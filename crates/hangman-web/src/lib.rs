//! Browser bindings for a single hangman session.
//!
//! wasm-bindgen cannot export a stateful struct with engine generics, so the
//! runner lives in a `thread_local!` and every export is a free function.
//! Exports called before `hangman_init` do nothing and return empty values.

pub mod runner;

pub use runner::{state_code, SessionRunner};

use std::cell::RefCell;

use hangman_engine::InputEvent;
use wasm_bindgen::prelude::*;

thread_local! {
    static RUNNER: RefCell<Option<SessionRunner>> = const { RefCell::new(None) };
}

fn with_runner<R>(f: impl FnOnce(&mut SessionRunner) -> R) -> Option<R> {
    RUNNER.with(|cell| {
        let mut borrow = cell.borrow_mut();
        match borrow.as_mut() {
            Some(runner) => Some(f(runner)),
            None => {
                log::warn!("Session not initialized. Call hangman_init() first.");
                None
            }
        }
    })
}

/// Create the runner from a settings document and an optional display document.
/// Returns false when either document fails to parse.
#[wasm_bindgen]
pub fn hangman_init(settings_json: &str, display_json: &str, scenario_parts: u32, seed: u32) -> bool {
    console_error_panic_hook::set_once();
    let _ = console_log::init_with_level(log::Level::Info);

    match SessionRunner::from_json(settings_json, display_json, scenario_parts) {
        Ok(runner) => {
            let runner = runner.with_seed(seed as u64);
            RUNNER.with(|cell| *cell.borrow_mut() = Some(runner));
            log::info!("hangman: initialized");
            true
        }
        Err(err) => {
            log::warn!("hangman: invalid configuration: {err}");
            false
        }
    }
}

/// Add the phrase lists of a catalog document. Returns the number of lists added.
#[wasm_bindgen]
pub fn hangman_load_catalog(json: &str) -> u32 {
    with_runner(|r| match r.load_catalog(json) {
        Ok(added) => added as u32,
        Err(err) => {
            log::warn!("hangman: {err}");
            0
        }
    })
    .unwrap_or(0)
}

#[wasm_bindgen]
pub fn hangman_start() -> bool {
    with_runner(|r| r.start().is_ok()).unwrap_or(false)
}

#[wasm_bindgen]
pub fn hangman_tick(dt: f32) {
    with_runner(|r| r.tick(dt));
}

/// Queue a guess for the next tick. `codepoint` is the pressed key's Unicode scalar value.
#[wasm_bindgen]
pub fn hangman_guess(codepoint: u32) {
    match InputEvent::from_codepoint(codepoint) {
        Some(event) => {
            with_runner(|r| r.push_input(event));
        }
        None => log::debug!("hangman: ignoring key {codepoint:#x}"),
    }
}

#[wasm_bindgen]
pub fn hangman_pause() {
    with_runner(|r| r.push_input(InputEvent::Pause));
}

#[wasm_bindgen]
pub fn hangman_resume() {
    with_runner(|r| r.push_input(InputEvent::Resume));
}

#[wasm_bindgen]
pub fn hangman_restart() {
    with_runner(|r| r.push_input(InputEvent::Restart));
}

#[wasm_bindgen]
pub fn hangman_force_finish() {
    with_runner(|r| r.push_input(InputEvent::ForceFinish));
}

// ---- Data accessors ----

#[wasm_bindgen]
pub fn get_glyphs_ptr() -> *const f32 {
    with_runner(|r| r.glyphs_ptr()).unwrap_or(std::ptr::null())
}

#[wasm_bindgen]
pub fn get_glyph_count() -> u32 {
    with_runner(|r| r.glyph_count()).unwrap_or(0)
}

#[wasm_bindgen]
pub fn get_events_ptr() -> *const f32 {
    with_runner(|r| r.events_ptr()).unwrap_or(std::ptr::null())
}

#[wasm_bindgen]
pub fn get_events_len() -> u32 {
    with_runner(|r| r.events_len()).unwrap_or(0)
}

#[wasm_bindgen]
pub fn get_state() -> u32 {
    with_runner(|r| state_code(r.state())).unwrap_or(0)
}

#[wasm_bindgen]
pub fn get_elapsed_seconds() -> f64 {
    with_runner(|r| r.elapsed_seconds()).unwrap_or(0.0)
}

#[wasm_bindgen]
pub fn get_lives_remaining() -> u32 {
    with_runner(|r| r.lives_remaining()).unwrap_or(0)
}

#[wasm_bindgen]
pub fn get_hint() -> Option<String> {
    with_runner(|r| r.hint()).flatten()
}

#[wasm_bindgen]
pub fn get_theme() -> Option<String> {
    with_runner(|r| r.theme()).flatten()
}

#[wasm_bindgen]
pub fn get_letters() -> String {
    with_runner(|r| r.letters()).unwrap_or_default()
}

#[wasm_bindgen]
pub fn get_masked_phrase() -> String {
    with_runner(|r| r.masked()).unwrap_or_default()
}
--
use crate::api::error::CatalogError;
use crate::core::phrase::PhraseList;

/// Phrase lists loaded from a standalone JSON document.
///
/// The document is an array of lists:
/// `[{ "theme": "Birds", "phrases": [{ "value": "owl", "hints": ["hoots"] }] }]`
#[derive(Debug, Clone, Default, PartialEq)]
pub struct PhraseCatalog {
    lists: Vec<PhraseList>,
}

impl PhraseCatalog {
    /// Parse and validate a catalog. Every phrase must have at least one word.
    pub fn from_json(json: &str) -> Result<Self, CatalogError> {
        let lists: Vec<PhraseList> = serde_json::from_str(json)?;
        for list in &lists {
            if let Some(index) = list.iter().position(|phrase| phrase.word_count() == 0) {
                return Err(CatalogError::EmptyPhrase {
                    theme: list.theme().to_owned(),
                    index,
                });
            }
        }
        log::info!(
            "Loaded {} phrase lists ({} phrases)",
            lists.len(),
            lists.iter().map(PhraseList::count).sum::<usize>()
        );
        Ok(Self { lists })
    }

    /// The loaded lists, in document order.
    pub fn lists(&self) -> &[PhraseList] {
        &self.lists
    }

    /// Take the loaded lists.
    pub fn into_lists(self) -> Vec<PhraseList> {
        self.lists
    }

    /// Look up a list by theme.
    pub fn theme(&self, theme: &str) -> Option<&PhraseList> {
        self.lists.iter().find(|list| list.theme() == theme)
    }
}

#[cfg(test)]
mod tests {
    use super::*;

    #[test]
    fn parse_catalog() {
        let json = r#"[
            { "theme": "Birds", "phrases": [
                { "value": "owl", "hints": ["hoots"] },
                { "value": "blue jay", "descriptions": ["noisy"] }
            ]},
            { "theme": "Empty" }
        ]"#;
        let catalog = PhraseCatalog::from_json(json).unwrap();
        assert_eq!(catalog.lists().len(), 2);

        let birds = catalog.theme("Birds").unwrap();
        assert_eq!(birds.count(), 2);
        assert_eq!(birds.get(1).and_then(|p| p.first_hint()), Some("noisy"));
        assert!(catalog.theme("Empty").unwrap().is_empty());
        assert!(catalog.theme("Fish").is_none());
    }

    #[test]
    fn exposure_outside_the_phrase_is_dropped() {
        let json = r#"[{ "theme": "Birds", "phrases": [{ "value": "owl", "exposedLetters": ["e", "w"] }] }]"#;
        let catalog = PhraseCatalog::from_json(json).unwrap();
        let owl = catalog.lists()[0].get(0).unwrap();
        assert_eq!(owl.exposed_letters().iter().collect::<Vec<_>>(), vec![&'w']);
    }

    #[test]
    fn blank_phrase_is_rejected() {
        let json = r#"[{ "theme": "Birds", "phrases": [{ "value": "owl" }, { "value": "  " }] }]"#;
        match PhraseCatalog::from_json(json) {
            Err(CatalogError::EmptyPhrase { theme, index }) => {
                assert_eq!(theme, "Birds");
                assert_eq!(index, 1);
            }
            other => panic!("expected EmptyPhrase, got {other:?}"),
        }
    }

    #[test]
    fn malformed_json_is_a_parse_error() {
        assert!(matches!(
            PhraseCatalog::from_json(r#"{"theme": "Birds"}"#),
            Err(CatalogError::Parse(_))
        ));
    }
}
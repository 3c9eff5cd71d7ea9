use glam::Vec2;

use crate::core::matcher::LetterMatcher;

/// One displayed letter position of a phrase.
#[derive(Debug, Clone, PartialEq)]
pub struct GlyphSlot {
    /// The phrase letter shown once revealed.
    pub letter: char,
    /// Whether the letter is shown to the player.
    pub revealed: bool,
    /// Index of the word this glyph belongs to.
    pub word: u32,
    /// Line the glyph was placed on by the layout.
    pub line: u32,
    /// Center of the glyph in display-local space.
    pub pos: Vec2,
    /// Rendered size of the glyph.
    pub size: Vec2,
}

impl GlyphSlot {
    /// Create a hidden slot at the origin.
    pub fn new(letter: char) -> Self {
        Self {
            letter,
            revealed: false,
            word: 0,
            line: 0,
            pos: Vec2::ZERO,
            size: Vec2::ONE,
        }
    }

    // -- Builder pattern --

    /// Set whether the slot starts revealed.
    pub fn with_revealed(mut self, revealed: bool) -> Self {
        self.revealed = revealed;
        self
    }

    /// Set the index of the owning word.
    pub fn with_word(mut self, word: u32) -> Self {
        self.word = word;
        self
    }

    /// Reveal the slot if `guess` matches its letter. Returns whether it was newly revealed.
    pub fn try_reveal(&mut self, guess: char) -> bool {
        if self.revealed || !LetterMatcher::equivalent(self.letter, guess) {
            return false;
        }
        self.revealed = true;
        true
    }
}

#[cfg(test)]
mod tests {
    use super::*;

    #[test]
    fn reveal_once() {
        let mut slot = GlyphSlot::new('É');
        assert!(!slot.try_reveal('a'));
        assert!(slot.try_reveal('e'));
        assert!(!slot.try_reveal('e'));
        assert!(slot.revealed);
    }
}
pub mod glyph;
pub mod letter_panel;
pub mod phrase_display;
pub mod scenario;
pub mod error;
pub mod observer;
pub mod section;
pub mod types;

◆ **WHAT YOU SHOULD DO**:
Out of the entries above, write out only the lines between the line holding "filename crates/hangman-web/src/lib.rs" and the line holding "let mut borrow = cell.borrow_mut();", inclusive, each exactly as given.

◆ **TASK OUTPUT**:
filename crates/hangman-web/src/lib.rs
//! Browser bindings for a single hangman session.
//!
//! wasm-bindgen cannot export a stateful struct with engine generics, so the
//! runner lives in a `thread_local!` and every export is a free function.
//! Exports called before `hangman_init` do nothing and return empty values.

pub mod runner;

pub use runner::{state_code, SessionRunner};

use std::cell::RefCell;

use hangman_engine::InputEvent;
use wasm_bindgen::prelude::*;

thread_local! {
    static RUNNER: RefCell<Option<SessionRunner>> = const { RefCell::new(None) };
}

fn with_runner<R>(f: impl FnOnce(&mut SessionRunner) -> R) -> Option<R> {
    RUNNER.with(|cell| {
        let mut borrow = cell.borrow_mut();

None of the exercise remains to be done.